Factors of a polynomial over $\mathbb{C}$

Question

For one of the problems on my algebra homework I am asked to find the zeros of $p(t)=t^5+t+1$ over $\mathbb{C}$. I have factored it into $$ p(t) = (t^2+t+1)(t^3-t^2+1).$$ We can compute the zeros of the quadratic term easily from the quadratic formula, however I am having trouble with the cubic factor. Using Cardano's formula we can find the only real zero of the cubic factor, but I am stuck after this. Normally, I'd use synthetic division to find the quotient (quadratic) polynomial and then factor from there, but the real zero is irrational, which makes the above method intractable.

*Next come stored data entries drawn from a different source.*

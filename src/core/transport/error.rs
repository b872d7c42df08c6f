//! Transport error types.

use thiserror::Error;

/// Result type for transport operations.
pub type TransportResult<T> = Result<T, TransportError>;

/// Errors that can occur while serving MCP sessions.
#[derive(Debug, Error)]
pub enum TransportError {
    /// Failed to bind to address.
    #[error("Failed to bind to {address}: {source}")]
    BindError {
        address: String,
        #[source]
        source: std::io::Error,
    },

    /// Server initialization error.
    #[error("Server initialization error: {0}")]
    InitError(String),

    /// Service error from rmcp.
    #[error("Service error: {0}")]
    ServiceError(String),
}

impl TransportError {
    /// Create a bind error.
    pub fn bind(address: impl Into<String>, source: std::io::Error) -> Self {
        Self::BindError {
            address: address.into(),
            source,
        }
    }

    /// Create an initialization error.
    pub fn init(msg: impl Into<String>) -> Self {
        Self::InitError(msg.into())
    }

    /// Create a service error.
    pub fn service(msg: impl Into<String>) -> Self {
        Self::ServiceError(msg.into())
    }
}
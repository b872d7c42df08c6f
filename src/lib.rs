//! Lexicon MCP Server Library
//!
//! This crate exposes a remote lexical-data HTTP service (definitions,
//! examples, etymologies, word search, ...) as a catalogue of MCP tools.
//!
//! # Architecture
//!
//! The server is organized into the following modules:
//!
//! - **core**: Core infrastructure including configuration, error handling, the main server
//!   and the transport layer
//! - **domains**: Business logic organized by bounded contexts
//!   - **tools**: The tool catalogue and the request pipeline shared by every tool
//!   - **resources**: Read-only resources (the resolved API settings)
//!
//! Every tool runs the same pipeline: resolve settings, build the query,
//! call the remote service once, and normalize the response into a single
//! text result.
//!
//! # Example
//!
//! ```rust,no_run
//! use lexicon_mcp_server::{core::Config, core::McpServer};
//!
//! #[tokio::main]
//! async fn main() -> anyhow::Result<()> {
//!     let config = Config::from_env();
//!     let server = McpServer::new(config);
//!     // Start the server...
//!     Ok(())
//! }
//! ```

pub mod core;
pub mod domains;

// Re-export commonly used types for convenience
pub use core::{Config, Error, McpServer, Result};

Is there an efficient way of determining the remaining complex zeros of the cubic factor without using too much machinery from Galois theory (because we have not covered much of it in lecture)?

Answer 1

$q(t)=t^3-t^2+1$ has only one real root in the interval $(-1,0)$; let $\xi$ be such a root and $a+bi,a-bi$ the other two complex roots. By Viète's formulas we know that: $$ \xi + (a-bi) + (a+bi) = 1, $$ hence $a=\frac{1-\xi}{2}$, and we know also: $$ -1=\xi(a-bi)(a+bi)=\xi(a^2+b^2), $$ from which we can compute $b$ in terms of $\xi$.